# Notebook 2: Baseline Model Training (Isolation Forest)

### Objective
The purpose of this notebook is to train, evaluate, and save a baseline anomaly detection model. We will use the `IsolationForest` algorithm from scikit-learn as our first model.

### Why Isolation Forest?
Isolation Forest is an excellent choice for a baseline model because it is computationally efficient and performs well on this type of "obvious spike" anomaly.
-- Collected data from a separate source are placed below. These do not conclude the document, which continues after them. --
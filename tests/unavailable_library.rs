//! Sessions over a library that cannot be loaded degrade to "unavailable".

use std::path::PathBuf;

use logi_driver::arx::ArxSession;
use logi_driver::led::{Color, KeyName, LedBitmap, LedSdk, RgbPercent, TargetDevice};
use logi_driver::native::NativeError;

fn bogus_library() -> (tempfile::TempDir, PathBuf) {
    let dir = tempfile::tempdir().unwrap();
    let path = dir.path().join("LogitechLed.dll");
    std::fs::write(&path, b"not a shared library").unwrap();
    (dir, path)
}

#[test]
fn load_reports_the_failure() {
    let (_dir, path) = bogus_library();
    assert!(matches!(
        LedSdk::load(Some(&path)),
        Err(NativeError::Load { .. })
    ));
    assert!(matches!(
        ArxSession::load(Some(&path)),
        Err(NativeError::Load { .. })
    ));
}

#[test]
fn led_wrappers_return_false() {
    let (_dir, path) = bogus_library();
    let sdk = LedSdk::load_or_unavailable(Some(&path));
    assert!(!sdk.is_available());

    assert!(!sdk.init());
    assert!(!sdk.set_target_device(TargetDevice::ALL));
    assert!(!sdk.save_current_lighting());
    assert!(!sdk.set_lighting((100, 0, 0)));
    assert!(!sdk.flash_lighting(Color::RED, 0, 100));
    assert!(!sdk.pulse_lighting(Color::RED, 0, 100));
    assert!(!sdk.stop_effects());
    assert!(!sdk.set_lighting_from_bitmap(&LedBitmap::new()));
    assert!(!sdk.set_lighting_for_key_with_scan_code(0x01, (1, 2, 3)));
    assert!(!sdk.set_lighting_for_key_with_hid_code(0x29, (1, 2, 3)));
    assert!(!sdk.set_lighting_for_key_with_quartz_code(0x35, (1, 2, 3)));
    assert!(!sdk.set_lighting_for_key_with_key_name(KeyName::Esc, (1, 2, 3)));
    assert!(!sdk.save_lighting_for_key(KeyName::Esc));
    assert!(!sdk.restore_lighting_for_key(KeyName::Esc));
    assert!(!sdk.flash_single_key(KeyName::Esc, Color::BLUE, 0, 100));
    assert!(!sdk.pulse_single_key(KeyName::Esc, Color::BLUE, RgbPercent::BLACK, 100, false));
    assert!(!sdk.stop_effects_on_key(KeyName::Esc));
    assert!(!sdk.restore_lighting());
    assert_eq!(sdk.get_config_option_number("n", 1.0), None);
    assert_eq!(sdk.get_config_option_bool("b", true), None);
    assert_eq!(sdk.get_config_option_color("c", Color::WHITE), None);
    assert_eq!(sdk.get_config_option_key_input("k", "F1"), None);
    assert!(!sdk.set_config_option_label("n", "Number"));
    assert!(!sdk.shutdown());
}

#[test]
fn arx_wrappers_return_false() {
    let (_dir, path) = bogus_library();
    let arx = ArxSession::load_or_unavailable(Some(&path));
    assert!(!arx.is_available());

    assert!(!arx.init("id", "name", None));
    assert!(!arx.bridge().is_registered());
    assert!(!arx.add_file_as("a.png", "a.png", Some("image/png")));
    assert!(!arx.add_content_as(b"abc", "a.bin", None));
    assert!(!arx.add_utf8_string_as("<p/>", "index.html", None));
    assert!(!arx.add_image_from_bitmap(&[0; 4], 1, 1, "p.png"));
    assert!(!arx.set_index("index.html"));
    assert!(!arx.set_tag_property_by_id("t", "style.color", "red"));
    assert!(!arx.set_tags_property_by_class("c", "style.color", "red"));
    assert!(!arx.set_tag_content_by_id("t", "x"));
    assert!(!arx.set_tags_content_by_class("c", "x"));
    assert_eq!(arx.get_last_error(), None);
    assert!(!arx.shutdown());
}

#[test]
fn red_in_every_form_is_the_same() {
    let forms = [
        Color::rgb(255, 0, 0),
        Color::named("red", 255).unwrap(),
        Color::from_hex("#ff0000").unwrap(),
        "FF0000".parse().unwrap(),
    ];
    for color in forms {
        assert_eq!(color, Color::RED);
        assert_eq!(color.percent(), RgbPercent::new(100, 0, 0));
    }
}
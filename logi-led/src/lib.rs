//! Safe bindings for the Logitech Gaming LED SDK
//!
//! [`LedSdk`] wraps `LogitechLed.dll` one method per export. Colors go in as
//! 0-100 percentages ([`RgbPercent`]); [`Color`] converts from the usual
//! 0-255, named and hex forms.
//!
//! ```no_run
//! use logi_led::{Color, KeyName, LedSdk};
//!
//! let sdk = LedSdk::load_or_unavailable(None);
//! sdk.init();
//! sdk.set_lighting((100, 0, 0));
//! sdk.set_lighting_for_key_with_key_name(KeyName::Esc, "#00ff00".parse::<Color>().unwrap());
//! sdk.shutdown();
//! ```

pub mod api;
pub mod bitmap;
pub mod color;
pub mod device;
pub mod keys;
pub mod sdk;

pub use api::{LedApi, NativeLedApi};
pub use bitmap::LedBitmap;
pub use color::{Color, ColorChannels, ColorError, RgbPercent};
pub use device::{
    TargetDevice, BITMAP_BYTES_PER_KEY, BITMAP_HEIGHT, BITMAP_SIZE, BITMAP_WIDTH,
    DURATION_INFINITE,
};
pub use keys::KeyName;
pub use sdk::{ConfigColorDefault, LedSdk, KEY_INPUT_BUFFER_LEN};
It is an unsupervised algorithm that works by "isolating" observations, and it inherently identifies anomalies as data points that are easier to separate from the rest of the sample.

### Key Steps
1.  **Setup**: Import libraries and configure paths.
2.  **Data Loading**: Load the prepared dataset.
3.  **Feature Selection**: Select the feature(s) to be used for training.
4.  **Model Training**: Train the `IsolationForest` model.
5.  **Evaluation**: Evaluate the model's performance against our known labels.
6.  **Model Serialization**: Save the trained model to a file for later use in our API.

### Expected Outcome
A trained `IsolationForest` model saved as a `.joblib` file and a performance report detailing its effectiveness at identifying the anomalies in our dataset.

In [None]:
import pandas as pd
import numpy as np
import json
import os
import joblib

from sklearn.ensemble import IsolationForest
from sklearn.metrics import classification_report, confusion_matrix, ConfusionMatrixDisplay
import matplotlib.pyplot as plt
import seaborn as sns

sns.set_style("whitegrid")
plt.rcParams["figure.figsize"] = (18, 6)

# --- Path Configuration ---
BASE_DIR = ".."
DATA_ROOT_DIR = os.path.join(BASE_DIR, "data/raw/NAB-master")
MODELS_DIR = os.path.join(BASE_DIR, "models")
os.makedirs(MODELS_DIR, exist_ok=True)

# --- Dataset Selection (consistent with Notebook 1) ---
DATASET_NAME = "realAWSCloudwatch/ec2_cpu_utilization_24ae8d.csv"
LABELS_FILE = "labels/combined_labels.json"

data_path = os.path.join(DATA_ROOT_DIR, "data", DATASET_NAME)
label_path = os.path.join(DATA_ROOT_DIR, LABELS_FILE)

print("Configuration completed")